■ **Exercise details**
From the entries below, extract every line that includes the word "ODBC".

■ **Records for this exercise**
============

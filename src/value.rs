//! Driver-neutral values.
//!
//! [`Value`] is what flows between the binder, result streams and entities.
//! [`ToValue`] lifts Rust values into it; [`FromValue`] converts back with
//! change-type semantics: numeric widening, checked narrowing and parsing of
//! text. A conversion that would lose information returns `None`.

use std::fmt;
use std::str::FromStr;

use chrono::{NaiveDate, NaiveDateTime};
use uuid::Uuid;

/// A single column or parameter value.
#[derive(Debug, Clone, PartialEq)]
pub enum Value {
    Null,
    Bool(bool),
    Byte(u8),
    Char(char),
    Int16(i16),
    Int32(i32),
    Int64(i64),
    Float(f32),
    Double(f64),
    Decimal(Decimal),
    Text(String),
    Bytes(Vec<u8>),
    DateTime(NaiveDateTime),
    Guid(Uuid),
}

impl Value {
    /// `true` for the database-null marker.
    pub fn is_null(&self) -> bool {
        matches!(self, Value::Null)
    }

    /// Short name of the variant, used in error messages.
    pub fn kind(&self) -> &'static str {
        match self {
            Value::Null => "NULL",
            Value::Bool(_) => "BOOLEAN",
            Value::Byte(_) => "BYTE",
            Value::Char(_) => "CHAR",
            Value::Int16(_) => "INT16",
            Value::Int32(_) => "INT32",
            Value::Int64(_) => "INT64",
            Value::Float(_) => "FLOAT",
            Value::Double(_) => "DOUBLE",
            Value::Decimal(_) => "DECIMAL",
            Value::Text(_) => "TEXT",
            Value::Bytes(_) => "BYTES",
            Value::DateTime(_) => "DATETIME",
            Value::Guid(_) => "GUID",
        }
    }

    /// Converts into `T`, returning `None` when the value does not fit.
    pub fn convert<T: FromValue>(&self) -> Option<T> {
        T::from_value(self)
    }
}

impl fmt::Display for Value {
    fn fmt(&self, f: &mut fmt::Formatter<'_>) -> fmt::Result {
        match self {
            Value::Null => f.write_str("NULL"),
            Value::Bool(v) => write!(f, "{v}"),
            Value::Byte(v) => write!(f, "{v}"),
            Value::Char(v) => write!(f, "{v}"),
            Value::Int16(v) => write!(f, "{v}"),
            Value::Int32(v) => write!(f, "{v}"),
            Value::Int64(v) => write!(f, "{v}"),
            Value::Float(v) => write!(f, "{v}"),
            Value::Double(v) => write!(f, "{v}"),
            Value::Decimal(v) => write!(f, "{v}"),
            Value::Text(v) => f.write_str(v),
            Value::Bytes(v) => write!(f, "<{} bytes>", v.len()),
            Value::DateTime(v) => write!(f, "{v}"),
            Value::Guid(v) => write!(f, "{v}"),
        }
    }
}

/// Exact decimal number kept in its canonical text form.
#[derive(Debug, Clone, PartialEq, Eq, Hash)]
pub struct Decimal(String);

/// Error returned when text is not a plain decimal literal.
#[derive(Debug, Clone, PartialEq, Eq, thiserror::Error)]
#[error("invalid decimal literal: {0:?}")]
pub struct ParseDecimalError(String);

impl Decimal {
    pub fn as_str(&self) -> &str {
        &self.0
    }

    pub fn to_f64(&self) -> Option<f64> {
        self.0.parse().ok()
    }

    /// The integral value, if the decimal has no fractional digits.
    pub fn to_i128(&self) -> Option<i128> {
        match self.0.split_once('.') {
            None => self.0.parse().ok(),
            Some((whole, frac)) if frac.bytes().all(|b| b == b'0') => whole.parse().ok(),
            Some(_) => None,
        }
    }
}

impl Default for Decimal {
    fn default() -> Self {
        Decimal("0".to_owned())
    }
}

impl FromStr for Decimal {
    type Err = ParseDecimalError;

    fn from_str(s: &str) -> Result<Self, Self::Err> {
        let trimmed = s.trim();
        let digits = trimmed
            .strip_prefix(['-', '+'])
            .unwrap_or(trimmed);
        let (whole, frac) = digits.split_once('.').unwrap_or((digits, ""));
        let valid = !(whole.is_empty() && frac.is_empty())
            && whole.bytes().all(|b| b.is_ascii_digit())
            && frac.bytes().all(|b| b.is_ascii_digit());
        if !valid {
            return Err(ParseDecimalError(s.to_owned()));
        }
        Ok(Decimal(trimmed.trim_start_matches('+').to_owned()))
    }
}

impl fmt::Display for Decimal {
    fn fmt(&self, f: &mut fmt::Formatter<'_>) -> fmt::Result {
        f.write_str(&self.0)
    }
}

/// Lifts a Rust value into a [`Value`].
pub trait ToValue {
    fn to_value(&self) -> Value;
}

impl<T: ToValue + ?Sized> ToValue for &T {
    fn to_value(&self) -> Value {
        (**self).to_value()
    }
}

impl<T: ToValue> ToValue for Option<T> {
    fn to_value(&self) -> Value {
        self.as_ref().map_or(Value::Null, ToValue::to_value)
    }
}

macro_rules! impl_to_value {
    ($($ty:ty => $variant:ident),* $(,)?) => {
        $(
            impl ToValue for $ty {
                fn to_value(&self) -> Value {
                    Value::$variant(self.clone().into())
                }
            }
        )*
    };
}

impl_to_value! {
    bool => Bool,
    u8 => Byte,
    char => Char,
    i8 => Int16,
    i16 => Int16,
    u16 => Int32,
    i32 => Int32,
    u32 => Int64,
    i64 => Int64,
    f32 => Float,
    f64 => Double,
    Decimal => Decimal,
    String => Text,
    Vec<u8> => Bytes,
    NaiveDateTime => DateTime,
    Uuid => Guid,
}

impl ToValue for u64 {
    fn to_value(&self) -> Value {
        i64::try_from(*self).map_or_else(|_| Value::Decimal(Decimal(self.to_string())), Value::Int64)
    }
}

impl ToValue for str {
    fn to_value(&self) -> Value {
        Value::Text(self.to_owned())
    }
}

impl ToValue for [u8] {
    fn to_value(&self) -> Value {
        Value::Bytes(self.to_vec())
    }
}

impl ToValue for NaiveDate {
    fn to_value(&self) -> Value {
        Value::DateTime(self.and_time(chrono::NaiveTime::default()))
    }
}

impl ToValue for Value {
    fn to_value(&self) -> Value {
        self.clone()
    }
}

/// Converts a [`Value`] into a Rust type.
pub trait FromValue: Sized {
    fn from_value(value: &Value) -> Option<Self>;
}

impl FromValue for Value {
    fn from_value(value: &Value) -> Option<Self> {
        Some(value.clone())
    }
}

impl<T: FromValue> FromValue for Option<T> {
    fn from_value(value: &Value) -> Option<Self> {
        match value {
            Value::Null => Some(None),
            other => T::from_value(other).map(Some),
        }
    }
}

fn integral(value: &Value) -> Option<i128> {
    match value {
        Value::Bool(v) => Some(i128::from(*v)),
        Value::Byte(v) => Some(i128::from(*v)),
        Value::Char(v) => Some(i128::from(u32::from(*v))),
        Value::Int16(v) => Some(i128::from(*v)),
        Value::Int32(v) => Some(i128::from(*v)),
        Value::Int64(v) => Some(i128::from(*v)),
        Value::Float(v) => whole_float(f64::from(*v)),
        Value::Double(v) => whole_float(*v),
        Value::Decimal(v) => v.to_i128(),
        Value::Text(v) => v.trim().parse().ok(),
        _ => None,
    }
}

fn whole_float(v: f64) -> Option<i128> {
    // i64 bounds are enough for every integer target we convert into
    (v.is_finite() && v.fract() == 0.0 && v.abs() <= i64::MAX as f64).then_some(v as i128)
}

fn floating(value: &Value) -> Option<f64> {
    match value {
        Value::Float(v) => Some(f64::from(*v)),
        Value::Double(v) => Some(*v),
        Value::Decimal(v) => v.to_f64(),
        Value::Text(v) => v.trim().parse().ok(),
        Value::Bool(_) | Value::Byte(_) | Value::Int16(_) | Value::Int32(_) | Value::Int64(_) => {
            integral(value).map(|n| n as f64)
        }
        _ => None,
    }
}

macro_rules! impl_from_value_int {
    ($($ty:ty),*) => {
        $(
            impl FromValue for $ty {
                fn from_value(value: &Value) -> Option<Self> {
                    integral(value).and_then(|n| <$ty>::try_from(n).ok())
                }
            }
        )*
    };
}

impl_from_value_int!(u8, i8, i16, u16, i32, u32, i64, u64);

impl FromValue for f64 {
    fn from_value(value: &Value) -> Option<Self> {
        floating(value)
    }
}

impl FromValue for f32 {
    fn from_value(value: &Value) -> Option<Self> {
        match value {
            Value::Float(v) => Some(*v),
            other => floating(other).map(|v| v as f32),
        }
    }
}

impl FromValue for bool {
    fn from_value(value: &Value) -> Option<Self> {
        match value {
            Value::Bool(v) => Some(*v),
            Value::Text(v) => {
                let v = v.trim();
                if v.eq_ignore_ascii_case("true") {
                    Some(true)
                } else if v.eq_ignore_ascii_case("false") {
                    Some(false)
                } else {
                    v.parse::<i64>().ok().map(|n| n != 0)
                }
            }
            other => integral(other).map(|n| n != 0),
        }
    }
}

impl FromValue for char {
    fn from_value(value: &Value) -> Option<Self> {
        match value {
            Value::Char(v) => Some(*v),
            Value::Text(v) => {
                let mut chars = v.chars();
                match (chars.next(), chars.next()) {
                    (Some(c), None) => Some(c),
                    _ => None,
                }
            }
            Value::Byte(v) => Some(char::from(*v)),
            Value::Int16(_) | Value::Int32(_) | Value::Int64(_) => integral(value)
                .and_then(|n| u32::try_from(n).ok())
                .and_then(char::from_u32),
            _ => None,
        }
    }
}

impl FromValue for String {
    fn from_value(value: &Value) -> Option<Self> {
        match value {
            Value::Null | Value::Bytes(_) => None,
            Value::Text(v) => Some(v.clone()),
            other => Some(other.to_string()),
        }
    }
}

impl FromValue for Decimal {
    fn from_value(value: &Value) -> Option<Self> {
        match value {
            Value::Decimal(v) => Some(v.clone()),
            Value::Text(v) => v.parse().ok(),
            Value::Float(_) | Value::Double(_) => floating(value)
                .filter(|v| v.is_finite())
                .and_then(|v| v.to_string().parse().ok()),
            other => integral(other).map(|n| Decimal(n.to_string())),
        }
    }
}

impl FromValue for Vec<u8> {
    fn from_value(value: &Value) -> Option<Self> {
        match value {
            Value::Bytes(v) => Some(v.clone()),
            Value::Guid(v) => Some(v.as_bytes().to_vec()),
            _ => None,
        }
    }
}

const DATETIME_FORMATS: [&str; 2] = ["%Y-%m-%d %H:%M:%S%.f", "%Y-%m-%dT%H:%M:%S%.f"];

impl FromValue for NaiveDateTime {
    fn from_value(value: &Value) -> Option<Self> {
        match value {
            Value::DateTime(v) => Some(*v),
            Value::Text(v) => {
                let v = v.trim();
                DATETIME_FORMATS
                    .iter()
                    .find_map(|format| NaiveDateTime::parse_from_str(v, format).ok())
                    .or_else(|| {
                        NaiveDate::parse_from_str(v, "%Y-%m-%d")
                            .ok()
                            .map(|d| d.and_time(chrono::NaiveTime::default()))
                    })
            }
            _ => None,
        }
    }
}

impl FromValue for NaiveDate {
    fn from_value(value: &Value) -> Option<Self> {
        NaiveDateTime::from_value(value).map(|v| v.date())
    }
}

impl FromValue for Uuid {
    fn from_value(value: &Value) -> Option<Self> {
        match value {
            Value::Guid(v) => Some(*v),
            Value::Text(v) => Uuid::parse_str(v.trim()).ok(),
            Value::Bytes(v) => Uuid::from_slice(v).ok(),
            _ => None,
        }
    }
}
//! Driver-specific placeholder rendering.
//!
//! A [`Dialect`] turns a bound parameter into the token the driver expects in
//! statement text. [`DialectRules`] maps driver identities to dialects; it is
//! an immutable value handed to the [`Binder`](crate::Binder), and
//! [`with_rule`](DialectRules::with_rule) produces a new copy instead of
//! mutating shared state.
//!
//! | driver identity | token for the first parameter |
//! |-----------------|-------------------------------|
//! | `MySQL`         | `?`    |
//! | `PostgreSQL`    | `$1`   |
//! | `SQLite`        | `?1`   |
//! | `MSSQL`         | `@p0`  |
//! | `Oracle`        | `:p0`  |
//! | `ODBC`          | `?`    |
//! | anything else   | `p0`   |

use std::borrow::Cow;
use std::collections::HashMap;
use std::fmt;
use std::sync::Arc;

/// One placeholder occurrence, as seen by a dialect.
#[derive(Debug, Clone, Copy, PartialEq, Eq)]
pub struct Placeholder<'a> {
    /// Parameter name, synthesized or caller-supplied.
    pub name: &'a str,
    /// Zero-based position in the bound parameter list.
    pub ordinal: usize,
    /// Text that followed the index inside the braces, e.g. `:x` in `{0:x}`.
    pub format: &'a str,
}

type RenderFn = dyn Fn(&Placeholder<'_>) -> String + Send + Sync;

/// How parameter tokens are written into statement text.
#[derive(Clone)]
pub enum Dialect {
    /// Prefix followed by the parameter name, e.g. `@p0`.
    Named(Cow<'static, str>),
    /// The same marker for every parameter, e.g. `?`.
    Positional(Cow<'static, str>),
    /// Prefix followed by the one-based ordinal, e.g. `$1`.
    Numbered(Cow<'static, str>),
    /// Arbitrary rendering function.
    Custom(Arc<RenderFn>),
}

impl Dialect {
    /// Bare parameter names, used for unregistered drivers.
    pub const UNPREFIXED: Dialect = Dialect::Named(Cow::Borrowed(""));

    pub fn custom<F>(render: F) -> Self
    where
        F: Fn(&Placeholder<'_>) -> String + Send + Sync + 'static,
    {
        Dialect::Custom(Arc::new(render))
    }

    /// Appends the token for `placeholder` to `out`.
    pub fn render_into(&self, out: &mut String, placeholder: &Placeholder<'_>) {
        match self {
            Dialect::Named(prefix) => {
                out.push_str(prefix);
                out.push_str(placeholder.name);
            }
            Dialect::Positional(marker) => out.push_str(marker),
            Dialect::Numbered(prefix) => {
                out.push_str(prefix);
                out.push_str(&(placeholder.ordinal + 1).to_string());
            }
            Dialect::Custom(render) => out.push_str(&render(placeholder)),
        }
    }

    /// Whether a token can be repeated to refer to an already bound parameter.
    ///
    /// `true` for named and numbered tokens. Positional markers and custom
    /// renderers need one parameter per occurrence.
    pub fn reuses_parameters(&self) -> bool {
        matches!(self, Dialect::Named(_) | Dialect::Numbered(_))
    }

    pub fn render(&self, placeholder: &Placeholder<'_>) -> String {
        let mut out = String::new();
        self.render_into(&mut out, placeholder);
        out
    }
}

impl fmt::Debug for Dialect {
    fn fmt(&self, f: &mut fmt::Formatter<'_>) -> fmt::Result {
        match self {
            Dialect::Named(prefix) => f.debug_tuple("Named").field(prefix).finish(),
            Dialect::Positional(marker) => f.debug_tuple("Positional").field(marker).finish(),
            Dialect::Numbered(prefix) => f.debug_tuple("Numbered").field(prefix).finish(),
            Dialect::Custom(_) => f.write_str("Custom(..)"),
        }
    }
}

/// Immutable driver-identity → dialect table.
#[derive(Debug, Clone)]
pub struct DialectRules {
    rules: Arc<HashMap<String, Dialect>>,
    fallback: Dialect,
}

impl DialectRules {
    /// No registered drivers; everything renders unprefixed.
    pub fn empty() -> Self {
        Self {
            rules: Arc::new(HashMap::new()),
            fallback: Dialect::UNPREFIXED,
        }
    }

    /// Rules for the drivers listed in the module docs.
    pub fn standard() -> Self {
        Self::empty()
            .with_rule("MySQL", Dialect::Positional(Cow::Borrowed("?")))
            .with_rule("PostgreSQL", Dialect::Numbered(Cow::Borrowed("$")))
            .with_rule("SQLite", Dialect::Numbered(Cow::Borrowed("?")))
            .with_rule("MSSQL", Dialect::Named(Cow::Borrowed("@")))
            .with_rule("Oracle", Dialect::Named(Cow::Borrowed(":")))
            .with_rule("ODBC", Dialect::Positional(Cow::Borrowed("?")))
    }

    /// Returns rules with `driver` mapped to `dialect`. Clones of `self` are
    /// unaffected.
    pub fn with_rule(mut self, driver: impl Into<String>, dialect: Dialect) -> Self {
        Arc::make_mut(&mut self.rules).insert(driver.into(), dialect);
        self
    }

    /// Dialect used for drivers without a rule.
    pub fn with_fallback(mut self, dialect: Dialect) -> Self {
        self.fallback = dialect;
        self
    }

    /// Looks up `driver` by exact identity, falling back when unregistered.
    pub fn resolve(&self, driver: &str) -> &Dialect {
        self.rules.get(driver).unwrap_or(&self.fallback)
    }

    /// Looks up the dialect for an SQLx database by its `NAME`.
    pub fn resolve_for<DB: sqlx::Database>(&self) -> &Dialect {
        self.resolve(DB::NAME)
    }

    pub fn is_registered(&self, driver: &str) -> bool {
        self.rules.contains_key(driver)
    }
}

impl Default for DialectRules {
    fn default() -> Self {
        Self::standard()
    }
}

============

■ **Solution to the problem**
//! | `ODBC`          | `?`    |
            .with_rule("ODBC", Dialect::Positional(Cow::Borrowed("?")))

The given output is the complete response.